PROBLEM STATEMENT:
Extract, from the records beneath this instruction, each line that contains the word "false".

SOURCE DATA:
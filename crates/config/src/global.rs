//! Global configuration settings
//!
//! Queue sizes, worker count and process-wide behavior.

use serde::Deserialize;
use std::time::Duration;

/// Global configuration that applies to all components
///
/// All fields have sensible defaults - you only need to specify what you want to change.
#[derive(Debug, Clone, Deserialize)]
#[serde(default)]
pub struct GlobalConfig {
    /// Number of workers draining the main queue
    /// Default: number of CPU cores
    pub workers: usize,

    /// Capacity of the main queue (lines)
    /// Default: 10000
    pub main_queue_size: usize,

    /// Capacity of each host queue (records)
    /// Default: 1000
    pub host_queue_size: usize,

    /// Normalize record paths before routing
    /// Default: true
    pub normalize_records: bool,

    /// Log records with fractional timestamps (sampled)
    /// Default: true
    pub log_special_records: bool,

    /// Upper bound for the whole shutdown sequence
    /// Default: 10s
    #[serde(with = "humantime_serde")]
    pub term_timeout: Duration,

    /// Port of the external profiling endpoint, if any
    pub pprof_port: Option<u16>,

    /// Port of the external metrics endpoint, if any
    pub prom_port: Option<u16>,
}

impl Default for GlobalConfig {
    fn default() -> Self {
        Self {
            workers: num_cpus(),
            main_queue_size: 10_000,
            host_queue_size: 1_000,
            normalize_records: true,
            log_special_records: true,
            term_timeout: Duration::from_secs(10),
            pprof_port: None,
            prom_port: None,
        }
    }
}

/// Get the number of available CPUs, defaulting to 4 if detection fails
fn num_cpus() -> usize {
    std::thread::available_parallelism()
        .map(|n| n.get())
        .unwrap_or(4)
}

#[cfg(test)]
mod tests {
    use super::*;

    #[test]
    fn test_default_config() {
        let config = GlobalConfig::default();
        assert!(config.workers > 0);
        assert_eq!(config.main_queue_size, 10_000);
        assert_eq!(config.host_queue_size, 1_000);
        assert!(config.normalize_records);
        assert_eq!(config.term_timeout, Duration::from_secs(10));
        assert_eq!(config.pprof_port, None);
    }

    #[test]
    fn test_deserialize_partial() {
        let toml = r#"
workers = 2
term_timeout = "30s"
"#;
        let config: GlobalConfig = toml::from_str(toml).unwrap();
        assert_eq!(config.workers, 2);
        assert_eq!(config.term_timeout, Duration::from_secs(30));
        // Defaults still apply
        assert_eq!(config.main_queue_size, 10_000);
    }

    #[test]
    fn test_deserialize_full() {
        let toml = r#"
workers = 8
main_queue_size = 500
host_queue_size = 50
normalize_records = false
log_special_records = false
term_timeout = "1m"
pprof_port = 6060
prom_port = 9090
"#;
        let config: GlobalConfig = toml::from_str(toml).unwrap();
        assert_eq!(config.workers, 8);
        assert_eq!(config.main_queue_size, 500);
        assert_eq!(config.host_queue_size, 50);
        assert!(!config.normalize_records);
        assert!(!config.log_special_records);
        assert_eq!(config.term_timeout, Duration::from_secs(60));
        assert_eq!(config.pprof_port, Some(6060));
        assert_eq!(config.prom_port, Some(9090));
    }
}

EXERCISE RESULT:
normalize_records = false
log_special_records = false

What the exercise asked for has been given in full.